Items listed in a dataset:
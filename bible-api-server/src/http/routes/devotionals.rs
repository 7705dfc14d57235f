//! Devotional endpoints
//!
//! All routes act on the authenticated user's own devotionals. "Today"
//! is the current UTC date.

use std::sync::Arc;

use axum::{
    extract::State,
    http::StatusCode,
    routing::get,
    Json, Router,
};
use chrono::{NaiveDate, Utc};
use serde::Deserialize;

use crate::db::repos::{Devotional, DevotionalRepo, FavoriteVerse};
use crate::db::DbError;
use crate::http::error::ApiError;
use crate::http::extractors::{CurrentUser, ValidDate, ValidJson, ValidQuery};
use crate::http::server::AppState;
use crate::models::{Paginated, Pagination, PaginationParams, Reflection, VerseIds};

/// Save request: the full reflection and the full favorite set
#[derive(Debug, Deserialize)]
pub struct SaveDevotionalRequest {
    #[serde(default)]
    pub reflection: String,
    #[serde(default)]
    pub verse_ids: Vec<i64>,
}

fn today() -> NaiveDate {
    Utc::now().date_naive()
}

async fn load(
    state: &AppState,
    user_id: i32,
    date: NaiveDate,
) -> Result<Json<Option<Devotional>>, ApiError> {
    let devotional = DevotionalRepo::new(&state.pool)
        .get_for_date(user_id, date)
        .await?;
    Ok(Json(devotional))
}

async fn store(
    state: &AppState,
    user_id: i32,
    date: NaiveDate,
    req: SaveDevotionalRequest,
) -> Result<Json<Devotional>, ApiError> {
    // Validate both fields before opening a transaction
    let reflection = Reflection::new(&req.reflection)?;
    let verse_ids = VerseIds::new(&req.verse_ids)?;

    let devotional = DevotionalRepo::new(&state.pool)
        .save(user_id, date, &reflection, &verse_ids)
        .await?;
    Ok(Json(devotional))
}

/// GET /devotionals/today - `null` when nothing is saved yet
async fn get_today(
    State(state): State<Arc<AppState>>,
    CurrentUser(user): CurrentUser,
) -> Result<Json<Option<Devotional>>, ApiError> {
    load(&state, user.id, today()).await
}

/// PUT /devotionals/today
async fn save_today(
    State(state): State<Arc<AppState>>,
    CurrentUser(user): CurrentUser,
    ValidJson(req): ValidJson<SaveDevotionalRequest>,
) -> Result<Json<Devotional>, ApiError> {
    store(&state, user.id, today(), req).await
}

/// GET /devotionals - newest first
async fn list_devotionals(
    State(state): State<Arc<AppState>>,
    CurrentUser(user): CurrentUser,
    ValidQuery(params): ValidQuery<PaginationParams>,
) -> Result<Json<Paginated<Devotional>>, ApiError> {
    let page = Pagination::from(params);
    let result = DevotionalRepo::new(&state.pool).list(user.id, page).await?;
    Ok(Json(result))
}

/// GET /devotionals/{date} - 404 when nothing was saved that day
async fn get_for_date(
    State(state): State<Arc<AppState>>,
    CurrentUser(user): CurrentUser,
    ValidDate(date): ValidDate,
) -> Result<Json<Devotional>, ApiError> {
    let Json(devotional) = load(&state, user.id, date).await?;
    devotional
        .map(Json)
        .ok_or_else(|| DbError::not_found("devotional", date).into())
}

/// PUT /devotionals/{date}
async fn save_for_date(
    State(state): State<Arc<AppState>>,
    CurrentUser(user): CurrentUser,
    ValidDate(date): ValidDate,
    ValidJson(req): ValidJson<SaveDevotionalRequest>,
) -> Result<Json<Devotional>, ApiError> {
    store(&state, user.id, date, req).await
}

/// DELETE /devotionals/{date}
async fn delete_for_date(
    State(state): State<Arc<AppState>>,
    CurrentUser(user): CurrentUser,
    ValidDate(date): ValidDate,
) -> Result<StatusCode, ApiError> {
    DevotionalRepo::new(&state.pool).delete(user.id, date).await?;
    Ok(StatusCode::NO_CONTENT)
}

/// GET /devotionals/{date}/verses - favorites with reference and text
async fn favorite_verses(
    State(state): State<Arc<AppState>>,
    CurrentUser(user): CurrentUser,
    ValidDate(date): ValidDate,
) -> Result<Json<Vec<FavoriteVerse>>, ApiError> {
    let verses = DevotionalRepo::new(&state.pool)
        .favorite_verses(user.id, date)
        .await?;
    Ok(Json(verses))
}

/// Devotional routes
pub fn router() -> Router<Arc<AppState>> {
    Router::new()
        .route("/devotionals", get(list_devotionals))
        .route("/devotionals/today", get(get_today).put(save_today))
        .route(
            "/devotionals/{date}",
            get(get_for_date).put(save_for_date).delete(delete_for_date),
        )
        .route("/devotionals/{date}/verses", get(favorite_verses))
}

### [TASK DETAILS]
Lines in the records above that carry the word "pool" are to be located and copied.

### [EXERCISE ANSWER]
    let devotional = DevotionalRepo::new(&state.pool)
    let devotional = DevotionalRepo::new(&state.pool)
    let result = DevotionalRepo::new(&state.pool).list(user.id, page).await?;
    DevotionalRepo::new(&state.pool).delete(user.id, date).await?;
    let verses = DevotionalRepo::new(&state.pool)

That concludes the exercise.